5.2 struct Date date

/*
    We assume: sizeof(int) == 4,  sizeof(long) == 8     
 */
struct Date {
    int day;
    int month;
    long year;
};
/*
Memory Layout:
    ------------------------         --------
    FieldName  FieldOffset            Value
    ------------------------         --------
    day         0                     28      
    month       4                     5
    year        8                     2024
    ------------------------         --------
                                   struct Date date
 */      
struct Date date = {28, 5, 2024};

6 Access memory by variable names

6.1 Access 'int arr[4]' and 'struct Date date'

*(arr+i) is equivalent to arr[i], where arr is an array.
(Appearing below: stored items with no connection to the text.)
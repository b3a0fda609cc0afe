use crate::core::{Pipeline, TripInfo};
use crate::utils::error::Result;

/// What a finished run hands back to the binaries.
#[derive(Debug, Clone)]
pub struct EngineOutput {
    pub records: Vec<TripInfo>,
    pub output_path: String,
}

pub struct TripEngine<P: Pipeline> {
    pipeline: P,
}

impl<P: Pipeline> TripEngine<P> {
    pub fn new(pipeline: P) -> Self {
        Self { pipeline }
    }

    pub async fn run(&self) -> Result<EngineOutput> {
        tracing::info!("🚀 Starting trip extraction");

        // Extract
        tracing::info!("📥 Collecting sentences...");
        let sentences = self.pipeline.extract().await?;
        tracing::info!("📥 Collected {} sentences", sentences.len());

        // Transform
        tracing::info!("🔄 Extracting trip details...");
        let result = self.pipeline.transform(sentences).await?;
        tracing::info!("🔄 Built {} records", result.records.len());

        // Load
        tracing::info!("💾 Writing output...");
        let output_path = self.pipeline.load(&result).await?;
        tracing::info!("💾 Output: {}", output_path);

        Ok(EngineOutput {
            records: result.records,
            output_path,
        })
    }
}
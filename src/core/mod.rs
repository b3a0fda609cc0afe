pub mod etl;
pub mod pipeline;
pub mod samples;

pub use crate::domain::model::{Sentence, TransformResult, TripInfo};
pub use crate::domain::ports::{ConfigProvider, NerBackend, Pipeline, Storage};
pub use crate::utils::error::Result;
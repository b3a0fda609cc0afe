// Adapters layer: concrete implementations for external systems (filesystem, NER service).

pub mod ner_http;
pub mod storage;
static void AccessMemoryByVariableNames(void) {
    //...

    // access an array
    int len = (sizeof(arr) / sizeof(arr[0]));
    for (int i = 0; i < len; i++) {
        printf("arr[%d] == %d\n", i, arr[i]);
        // arr in "*(arr + i)" is treated as &arr[0]
        printf("*(arr + %d) == %d\n\n", i, *(arr + i));
    }
    printf("\n");

    // access each field of the struct
    printf("date.day == %d \n", date.day);
    printf("date.month == %d \n", date.month);
    printf("date.year == %ld \n\n", date.year);
    
    // ...
}

output

arr[0] == 10
*(arr + 0) == 10

arr[1] == 20
*(arr + 1) == 20

arr[2] == 30
*(arr + 2) == 30

arr[3] == 40
*(arr + 3) == 40


date.day == 28 
date.month == 5 
date.year == 2024 

6.2 Low-level pointer arithmetic in accessing arr[0]

static void AccessMemoryByVariableNames(void) {
    // ...

    printf("\n\n***** Low-level pointer arithmetic in accessing arr[i] and *(arr + i), where arr is an array *******\n\n\n");
    /*

    int arr[N] = {10, 20, 30, 40};

    Memory Layout

      --------------  ---------
       Access Name      Value
      --------------  ---------
        arr[3]          40
        arr[2]          30
        arr[1]          20
        arr[0]          10       <-------- &arr[0]
      --------------  ---------
                      int arr[4]  
     */
    MM_INT_64 addrOfArr = (MM_INT_64) &arr[0];
    // arr[0]
    MM_INT_32 value = MemoryRead32(addrOfArr);

    printf("value == arr[0] == %d\n", value);  
    // ...
}

output

***** Low-level pointer arithmetic in accessing arr[i] and *(arr + i), where arr is an array *******

value == arr[0] == 10

6.3 Low-level pointer arithmetic in accessing 'struct Date date'

/*

struct Date {
    int day;
    int month;
    long year;
};
struct Date date = {28, 5, 2024};


Memory Layout:

    -----------------------  ---------
    FieldName  FieldOffset     Value
    -----------------------  ---------
    day         0              28          <------ &date
    month       4              5
    year        8              2024
    -----------------------  ---------
                             struct Date date

 */      

static void AccessMemoryByVariableNames(void) {
    // ...
    printf("\n\n***** Low-level pointer arithmetic in accessing date.day, date.month, and date.year *******\n\n\n");

    MM_INT_64 addrOfDate = (MM_INT_64)(&date);

    MM_INT_64 offset;
    // date.day is at offset 0
    offset = offsetof(struct Date, day);
    // addrOfDate + 0
    int day = MemoryRead32(addrOfDate + offset);  
    printf("date.day: MemoryRead32(addrOfDate + %ld) == %d \n", offset, day);
    // addrOfDate + 4
    offset = offsetof(struct Date, month);
    int month = MemoryRead32(addrOfDate + offset);
    printf("date.month: MemoryRead32(addrOfDate + %ld) == %d \n", offset, month);
    // addrOfDate + 8
    offset = offsetof(struct Date, year);
    long year = MemoryRead64(addrOfDate + offset);
    printf("date.year: MemoryRead64(addrOfDate + %ld) == %ld \n", offset, year);
    // ...
}

output

***** Low-level pointer arithmetic in accessing date.day, date.month, and date.year *******


date.day: MemoryRead32(addrOfDate + 0) == 28 
date.month: MemoryRead32(addrOfDate + 4) == 5 
date.year: MemoryRead64(addrOfDate + 8) == 2024 

7 Access memory by pointer variables

Pointer operator

In C, the asterisk operator, *, is used to declare and manipulate pointers.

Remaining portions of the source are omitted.